I dreamed of a baby last night. And it wasn’t Grace. I delivered him at the same hospital where Grace was born and as he was handed to me I felt peace. I lowered my shirt, exposed my left breast, cradled him and then watched in awe as his little mouth took hold and I felt my life and love being passed through my milk to him, nourishing him. Then he slept and I watched his chest rise and fall, rise and fall.

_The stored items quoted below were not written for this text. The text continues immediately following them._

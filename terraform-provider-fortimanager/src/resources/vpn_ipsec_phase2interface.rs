//! `fortimanager_vpn_ipsec_phase2interface`: route-based IPsec phase 2 selectors

use super::{ObjectKey, ResourceDefinition, DEVICE_NAME, DEVICE_VDOM};
use crate::wire::Field;

pub fn definition() -> ResourceDefinition {
    ResourceDefinition {
        type_name: "fortimanager_vpn_ipsec_phase2interface",
        display_name: "VpnIpsecPhase2Interface",
        description: "Configure VPN autokey tunnels on a FortiGate managed by FortiManager",
        path: "/pm/config/device/{device}/vdom/{vdom}/vpn/ipsec/phase2-interface",
        params: vec![DEVICE_NAME, DEVICE_VDOM],
        key: ObjectKey::Mkey("name"),
        fields: vec![
            Field::string("name").describe("IPsec tunnel name").required().force_new(),
            Field::string("phase1name").describe("Phase 1 this selector belongs to"),
            Field::string("add_route"),
            Field::string("auto_discovery_forwarder"),
            Field::string("auto_discovery_sender"),
            Field::string("auto_negotiate"),
            Field::string("comments"),
            Field::string_set("dhgrp"),
            Field::string("diffserv"),
            Field::string("encapsulation"),
            Field::string("initiator_ts_narrow"),
            Field::string("ipv4_df"),
            Field::string("keepalive"),
            Field::string("keylife_type"),
            Field::int("keylifekbs"),
            Field::int("keylifeseconds"),
            Field::string("l2tp"),
            Field::string("pfs"),
            Field::string_set("proposal").describe("Phase 2 encryption/authentication proposals"),
            Field::int("protocol"),
            Field::string("replay"),
            Field::string("route_overlap"),
            Field::string("single_source"),
            Field::string("src_addr_type"),
            Field::string("src_end_ip"),
            Field::string("src_end_ip6"),
            Field::string("src_name"),
            Field::string("src_name6"),
            Field::int("src_port"),
            Field::string("src_start_ip"),
            Field::string("src_start_ip6"),
            Field::string_list("src_subnet"),
            Field::string("src_subnet6"),
            Field::string("dst_addr_type"),
            Field::string("dst_end_ip"),
            Field::string("dst_end_ip6"),
            Field::string("dst_name"),
            Field::string("dst_name6"),
            Field::int("dst_port"),
            Field::string("dst_start_ip"),
            Field::string("dst_start_ip6"),
            Field::string_list("dst_subnet"),
            Field::string("dst_subnet6"),
        ],
    }
}
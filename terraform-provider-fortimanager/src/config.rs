//! Provider configuration
//!
//! Values arrive in the ConfigureProvider payload; anything left unset falls
//! back to the `FORTIMANAGER_*` environment variables.

use serde::{Deserialize, Serialize};
use std::collections::HashMap;
use thiserror::Error;

pub const ENV_HOSTNAME: &str = "FORTIMANAGER_ACCESS_HOSTNAME";
pub const ENV_USERNAME: &str = "FORTIMANAGER_ADMIN_USERNAME";
pub const ENV_PASSWORD: &str = "FORTIMANAGER_ADMIN_PASSWORD";
pub const ENV_TOKEN: &str = "FORTIMANAGER_ACCESS_TOKEN";
pub const ENV_INSECURE: &str = "FORTIMANAGER_INSECURE_FLAG";
pub const ENV_CABUNDLE: &str = "FORTIMANAGER_CA_CABUNDLE";

/// Configuration errors
#[derive(Error, Debug, PartialEq)]
pub enum ConfigError {
    #[error("hostname is required (set it in the provider block or FORTIMANAGER_ACCESS_HOSTNAME)")]
    MissingHostname,
    #[error("either token or username/password must be provided")]
    MissingCredentials,
    #[error("invalid import option '{0}', expected key=value")]
    InvalidImportOption(String),
    #[error("invalid {field} '{value}', expected one of: {allowed}")]
    InvalidChoice {
        field: &'static str,
        value: String,
        allowed: &'static str,
    },
}

/// Provider configuration as written in the `provider` block
#[derive(Debug, Clone, Default, Serialize, Deserialize)]
pub struct ProviderConfig {
    pub hostname: Option<String>,
    pub username: Option<String>,
    pub password: Option<String>,
    pub token: Option<String>,
    pub insecure: Option<bool>,
    pub cabundlefile: Option<String>,
    pub adom: Option<String>,
    pub workspace_mode: Option<String>,
    #[serde(default)]
    pub import_options: Option<Vec<String>>,
    pub retries: Option<u32>,
}

/// How the provider authenticates against FortiManager
#[derive(Debug, Clone, PartialEq)]
pub enum Credentials {
    Token(String),
    Session { username: String, password: String },
}

/// ADOM workspace handling for write operations
#[derive(Debug, Clone, Copy, PartialEq, Eq, Default)]
pub enum WorkspaceMode {
    #[default]
    Disable,
    Normal,
}

/// Fully resolved provider settings
#[derive(Debug, Clone)]
pub struct ResolvedConfig {
    pub hostname: String,
    pub credentials: Credentials,
    pub insecure: bool,
    pub cabundlefile: Option<String>,
    pub adom: String,
    pub workspace_mode: WorkspaceMode,
    pub import_options: ImportOptions,
    pub retries: u32,
}

impl ProviderConfig {
    /// Resolve against the process environment
    pub fn resolve(self) -> Result<ResolvedConfig, ConfigError> {
        self.resolve_with(|key| std::env::var(key).ok())
    }

    /// Resolve using `env` for fallback lookups
    pub fn resolve_with<F>(self, env: F) -> Result<ResolvedConfig, ConfigError>
    where
        F: Fn(&str) -> Option<String>,
    {
        let pick = |value: Option<String>, key: &str| {
            value.filter(|v| !v.is_empty()).or_else(|| env(key).filter(|v| !v.is_empty()))
        };

        let hostname = pick(self.hostname, ENV_HOSTNAME).ok_or(ConfigError::MissingHostname)?;
        let hostname = normalize_hostname(&hostname);

        let credentials = match pick(self.token, ENV_TOKEN) {
            Some(token) => Credentials::Token(token),
            None => match (pick(self.username, ENV_USERNAME), pick(self.password, ENV_PASSWORD)) {
                (Some(username), Some(password)) => Credentials::Session { username, password },
                _ => return Err(ConfigError::MissingCredentials),
            },
        };

        let insecure = match self.insecure {
            Some(flag) => flag,
            None => env(ENV_INSECURE)
                .map(|v| matches!(v.to_ascii_lowercase().as_str(), "true" | "1"))
                .unwrap_or(false),
        };

        let workspace_mode = match self.workspace_mode.as_deref() {
            None | Some("disable") => WorkspaceMode::Disable,
            Some("normal") => WorkspaceMode::Normal,
            Some(other) => {
                return Err(ConfigError::InvalidChoice {
                    field: "workspace_mode",
                    value: other.to_string(),
                    allowed: "disable, normal",
                })
            }
        };

        Ok(ResolvedConfig {
            hostname,
            credentials,
            insecure,
            cabundlefile: pick(self.cabundlefile, ENV_CABUNDLE),
            adom: self.adom.unwrap_or_else(|| "root".to_string()),
            workspace_mode,
            import_options: ImportOptions::parse(&self.import_options.unwrap_or_default())?,
            retries: self.retries.unwrap_or(1).max(1),
        })
    }
}

/// Prefix a bare host with `https://` and strip trailing slashes
fn normalize_hostname(hostname: &str) -> String {
    let trimmed = hostname.trim().trim_end_matches('/');
    if trimmed.starts_with("http://") || trimmed.starts_with("https://") {
        trimmed.to_string()
    } else {
        format!("https://{}", trimmed)
    }
}

/// `key=value` pairs that supply path parameters when importing
#[derive(Debug, Clone, Default, PartialEq)]
pub struct ImportOptions {
    values: HashMap<String, String>,
}

impl ImportOptions {
    pub fn parse(options: &[String]) -> Result<Self, ConfigError> {
        let mut values = HashMap::new();
        for option in options {
            let (key, value) = option
                .split_once('=')
                .filter(|(k, _)| !k.trim().is_empty())
                .ok_or_else(|| ConfigError::InvalidImportOption(option.clone()))?;
            values.insert(key.trim().to_string(), value.trim().to_string());
        }
        Ok(Self { values })
    }

    pub fn get(&self, key: &str) -> Option<&str> {
        self.values.get(key).map(String::as_str).filter(|v| !v.is_empty())
    }
}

The last time I dreamed of a baby was shortly after Grace died. I pointed to a baby lying on the mattress and screamed ‘look, she’s breathing, she’s not dead.’ I scooped her up and held her tight. But she wasn’t Grace either. Grace’s hair is the same shade of brown as mine, but this baby had blonde hair. Just before I woke up I saw a reflection in the mirror of myself holding this baby, who was now a toddler. I was smiling, but a haunted, glazed look in my eyes betrayed my sadness. The toddler was grinning – a pure and shameless grin of joy and her bright blue eyes twinkled.

Wednesday, 4 April 2012


I’m just not sure how much more bad news I can bare. I am heavy with the weight of death and despair firmly bound to my shoulders.  On Monday, my colleague’s father succumbed to cancer. This morning, my husband’s colleague and good friend died from a heart attack. It is so difficult to try and find peace when around every turn people who we love and care about are dropping like flies. Time heals all wounds? Pah. Just as some sense of normality and peace attempts to set in, the next terrible thing happens. The one thing which I really don’t feel like we have on our side at all is time. Because there are no guarantees. Of pregnancy, of babies, of life.  With each second that passes the more distance there is between us and Grace. With each second that passes the closer we are to our own mortality.  Time won’t heal our wounds because death just won’t let up, won’t let us assimilate. Death keeps on picking the scabs off our weeping wounds and infecting them.